Employment and pensions:

  • HMRC has launched a consultation on the first draft of regulations for the calculation and payment of the Apprenticeship Levy.
  • The Local Government Pension Scheme (Management and Investment of Funds) Regulations 2016 have been laid before Parliament, and the government’s response to its consultation on a draft version of the regulations has also been published.
  • The Pensions Ombudsman has held that there was no maladministration causing financial loss by an NHS Pension Scheme’s manager in failing to inform a member before the statutory 6 April 2015 deadline for DB-to-DC transfers that it had no discretion to grant her a transfer out of the scheme (Determination in a complaint by Dr D).

FOI and data protection:

  • The High Court has held that in conducting a balancing exercise on whether to disclose to a patient an expert report into a doctor’s fitness to practice, the General Medical Council had failed to give adequate weight to the doctor’s privacy rights as a data subject or his express refusal of consent to the report’s disclosure (DB v GMC).

Health:

  • The House of Commons Library has published a briefing paper looking at the development of commissioning arrangements in the NHS in England up to April 2013.

Local government law:

  • The Local Justice Areas Order 2016 has been made, creating fifteen new local justice areas by combining certain existing local justice areas.
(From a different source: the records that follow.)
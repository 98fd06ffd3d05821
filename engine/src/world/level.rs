//! Level Assembly
//!
//! Composes a playable level out of the lower layers: noise field to
//! heightmap, heightmap to molded floor mesh, floor and scenery to
//! collision faces, faces to spatial grid. Everything is driven by one
//! [`LevelParams`] context object created at load and dropped at teardown;
//! there is no global state.

use glam::{Mat4, Vec3};

use super::flora;
use super::heightmap::Heightmap;
use super::scatter::{ScenerySet, scatter_scenery};
use crate::geometry::{MeshBuffers, MoldableMesh};
use crate::noise::{NoiseField, NoiseStyle};
use crate::physics::face::{GroupedFaces, SurfacePolicy, faces_from_buffers, group_faces};
use crate::physics::{CollisionWorld, GridLayout};

/// The floor never dips further than this below the water surface, so
/// every lake keeps a visible bed.
pub const LAKE_BED_DROP: f32 = 2.6;

/// Texture-array layer rendered where the path blend reaches 1.
const WATER_TEXTURE_LAYER: f32 = 1.0;

/// Everything that parameterizes one level.
///
/// `Default` is the tuning the game ships with; campaign levels override
/// the seed and cosmetic indices from JSON.
#[derive(Clone, Debug, serde::Serialize, serde::Deserialize)]
#[serde(default)]
pub struct LevelParams {
    /// Noise seed; fully determines the level layout
    pub seed: f64,
    /// Cells per heightmap axis
    pub heightmap_size: usize,
    /// Terrain noise frequency (lattice cells per heightmap cell)
    pub terrain_frequency: f64,
    /// Terrain fractal octaves
    pub terrain_octaves: u32,
    /// Terrain octave combination style
    pub terrain_style: NoiseStyle,
    /// Terrain height amplitude in world units
    pub terrain_scale: f64,
    /// Y of the water surface
    pub water_level: f32,
    /// Heightmap cells lifted into the boundary rim
    pub border_margin: usize,
    /// World spans -half..+half on x and z
    pub world_half_extent: f32,
    /// Floor mesh subdivisions per axis
    pub floor_segments: usize,
    /// Carve a drivable path through the scenery
    pub path_enabled: bool,
    /// Path noise frequency
    pub path_frequency: f64,
    /// Path noise octaves
    pub path_octaves: u32,
    /// Path field values below this are on the path
    pub path_threshold: f32,
    /// Placement noise frequency
    pub scatter_frequency: f64,
    /// Placement noise octaves
    pub scatter_octaves: u32,
    /// Ground material set the renderer binds
    pub material_index: u32,
    /// Skybox the renderer binds
    pub skybox_index: u32,
}

impl Default for LevelParams {
    fn default() -> Self {
        Self {
            seed: 22.0,
            heightmap_size: super::heightmap::HEIGHTMAP_SIZE,
            terrain_frequency: 1.0 / 64.0,
            terrain_octaves: 4,
            terrain_style: NoiseStyle::Fractal,
            terrain_scale: 100.0,
            water_level: -20.0,
            border_margin: 24,
            world_half_extent: 1024.0,
            floor_segments: 127,
            path_enabled: true,
            path_frequency: 1.0 / 32.0,
            path_octaves: 2,
            path_threshold: 0.05,
            scatter_frequency: 1.0 / 4.0,
            scatter_octaves: 2,
            material_index: 0,
            skybox_index: 0,
        }
    }
}

impl LevelParams {
    pub fn from_json(json: &str) -> Result<Self, serde_json::Error> {
        serde_json::from_str(json)
    }

    pub fn to_json(&self) -> String {
        serde_json::to_string_pretty(self).expect("level params always serialize")
    }
}

/// A fully assembled level, ready for the renderer and the solver.
#[derive(Clone, Debug)]
pub struct LevelData {
    pub floor: MeshBuffers,
    pub water: MeshBuffers,
    /// Canonical prop meshes, drawn instanced with [`ScenerySet`] transforms
    pub tree_mesh: MeshBuffers,
    pub rock_mesh: MeshBuffers,
    pub grass_mesh: MeshBuffers,
    pub spirit_mesh: MeshBuffers,
    pub scenery: ScenerySet,
    pub collision: CollisionWorld,
    pub spawn_points: Vec<Vec3>,
    pub heightmap: Heightmap,
    /// The parameters this level was built from (seed, material, skybox)
    pub params: LevelParams,
}

impl LevelData {
    /// Spirit pickup positions, exposed for scoring and audio triggers.
    pub fn spirit_points(&self) -> &[Vec3] {
        &self.scenery.spirit_points
    }
}

/// Build a level from scratch.
///
/// Deterministic: the same params produce the same level, faces, and
/// scenery, down to the float.
pub fn build_level(params: &LevelParams) -> LevelData {
    let field = NoiseField::from_seed(params.seed);
    let size = params.heightmap_size;

    // Terrain field, penned in at the rim, with a lake bed under the water
    let mut heightmap = Heightmap::from_noise(
        &field,
        size,
        params.terrain_frequency,
        params.terrain_octaves,
        params.terrain_style,
        params.terrain_scale,
    );
    heightmap.raise_border(params.border_margin);
    heightmap.clamp_lake_bed(params.water_level - LAKE_BED_DROP);

    // Path carving: thin ridges of a Lines field become texture-blend
    // weights and keep the scatter pass away
    let path_weights = params.path_enabled.then(|| {
        let raw = field.landscape(
            size,
            params.path_frequency,
            params.path_octaves,
            NoiseStyle::Lines,
            1.0,
        );
        raw.iter()
            .map(|&v| (1.0 - v / params.path_threshold).clamp(0.0, 1.0))
            .collect::<Vec<f32>>()
    });

    let floor = build_floor_mesh(&heightmap, path_weights.as_deref(), params);
    let water = build_water_mesh(params);

    // Terrain faces use the lenient policy: steep hillsides stay drivable
    let mut extracted = Vec::new();
    faces_from_buffers(&floor, Mat4::IDENTITY, &mut extracted);
    let mut grouped = GroupedFaces::default();
    group_faces(&extracted, SurfacePolicy::TERRAIN, &mut grouped);

    let scenery = scatter_scenery(&field, &heightmap, path_weights.as_deref(), params);

    // Scenery collision: cylinder proxies for trunks, real faces for rocks
    let rock_mesh = flora::rock_mesh(&field).done();
    for tree in &scenery.trees {
        let base = tree.w_axis.truncate();
        let scale = tree.x_axis.truncate().length();
        let proxy = flora::tree_collision_faces(
            base,
            flora::TRUNK_RADIUS * scale,
            flora::TRUNK_HEIGHT * scale,
        );
        group_faces(&proxy, SurfacePolicy::SCENERY, &mut grouped);
    }
    for rock in &scenery.rocks {
        let mut rock_faces = Vec::new();
        faces_from_buffers(&rock_mesh, *rock, &mut rock_faces);
        group_faces(&rock_faces, SurfacePolicy::SCENERY, &mut grouped);
    }

    let layout = GridLayout::new(64.0, params.world_half_extent);
    let collision = CollisionWorld::build(grouped, layout);

    let mut spawn_points = scenery.spawn_points.clone();
    if spawn_points.is_empty() {
        let center = heightmap.sample_bilinear(size as f32 / 2.0, size as f32 / 2.0);
        spawn_points.push(Vec3::new(0.0, center + 1.0, 0.0));
    }

    println!(
        "[LevelGen] seed {}: {} floors, {} walls, {} grid cells",
        params.seed,
        collision.faces().floors.len(),
        collision.faces().walls.len(),
        collision.grid().cell_count(),
    );
    println!(
        "[LevelGen] scenery: {} trees, {} rocks, {} grass, {} spirits, {} spawns",
        scenery.trees.len(),
        scenery.rocks.len(),
        scenery.grass.len(),
        scenery.spirit_points.len(),
        spawn_points.len(),
    );

    LevelData {
        floor,
        water,
        tree_mesh: flora::tree_mesh(&field).done(),
        rock_mesh,
        grass_mesh: flora::grass_mesh().done(),
        spirit_mesh: flora::spirit_mesh().done(),
        scenery,
        collision,
        spawn_points,
        heightmap,
        params: params.clone(),
    }
}

/// Mold the floor: a subdivided plane displaced onto the heightmap, with
/// path weights written into the texture-depth attribute.
fn build_floor_mesh(
    heightmap: &Heightmap,
    path_weights: Option<&[f32]>,
    params: &LevelParams,
) -> MeshBuffers {
    let half = params.world_half_extent;
    let size = heightmap.size();
    let to_cell = (size - 1) as f32 / (half * 2.0);

    let mut floor = MoldableMesh::plane(half * 2.0, half * 2.0, params.floor_segments, params.floor_segments);
    floor.displace(|p| {
        let fx = (p.x + half) * to_cell;
        let fz = (p.z + half) * to_cell;
        Vec3::new(p.x, heightmap.sample_bilinear(fx, fz), p.z)
    });

    if let Some(weights) = path_weights {
        let weight_map = Heightmap::from_values(size, weights.to_vec());
        floor.set_texture_depth_where(|p| {
            let fx = (p.x + half) * to_cell;
            let fz = (p.z + half) * to_cell;
            weight_map.sample_bilinear(fx, fz)
        });
    }

    floor.compute_normals_cross_plane();
    floor.done()
}

/// The water surface: a lightly subdivided plane at the water level.
fn build_water_mesh(params: &LevelParams) -> MeshBuffers {
    let half = params.world_half_extent;
    let mut water = MoldableMesh::plane(half * 2.0, half * 2.0, 7, 7);
    water
        .translate(Vec3::new(0.0, params.water_level, 0.0))
        .set_texture_depth(WATER_TEXTURE_LAYER)
        .compute_normals_per_plane();
    water.done()
}

#[cfg(test)]
mod tests {
    use super::*;

    #[test]
    fn test_params_json_roundtrip() {
        let params = LevelParams {
            seed: 75.0,
            skybox_index: 3,
            ..LevelParams::default()
        };
        let back = LevelParams::from_json(&params.to_json()).unwrap();
        assert_eq!(back.seed, 75.0);
        assert_eq!(back.skybox_index, 3);
        assert_eq!(back.terrain_octaves, params.terrain_octaves);
    }

    #[test]
    fn test_params_partial_json_uses_defaults() {
        let params = LevelParams::from_json(r#"{ "seed": 5.0 }"#).unwrap();
        assert_eq!(params.seed, 5.0);
        assert_eq!(params.heightmap_size, 256);
    }

    #[test]
    fn test_floor_mesh_spans_world() {
        let params = LevelParams {
            heightmap_size: 64,
            floor_segments: 31,
            ..LevelParams::default()
        };
        let field = NoiseField::from_seed(params.seed);
        let heightmap = Heightmap::from_noise(
            &field,
            64,
            params.terrain_frequency,
            params.terrain_octaves,
            params.terrain_style,
            params.terrain_scale,
        );
        let floor = build_floor_mesh(&heightmap, None, &params);
        assert_eq!(floor.vertices.len(), 32 * 32);
        let min_x = floor
            .vertices
            .iter()
            .map(|v| v.position[0])
            .fold(f32::INFINITY, f32::min);
        assert_eq!(min_x, -params.world_half_extent);
    }

    #[test]
    fn test_water_sits_at_water_level() {
        let params = LevelParams::default();
        let water = build_water_mesh(&params);
        assert!(
            water
                .vertices
                .iter()
                .all(|v| v.position[1] == params.water_level)
        );
    }
}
The Order will come into force on 1 April 2017.

Public procurement:

Regulation and enforcement:

  • The Upper Tribunal has held that HMRC and HM Treasury had correctly interpreted the VAT exemption applicable to local authorities to include the collection of commercial waste by those authorities on request, and with the imposition of a charge (Durham Company Limited v HMRC and HM Treasury and Local Government Association).
  • The First-tier Tribunal has dismissed an appeal against suspension of a registered day-care provider and confirmed the suspension, where building detritus was present and the manager’s medical fitness was in issue (New Street Playground Committee v Ofsted).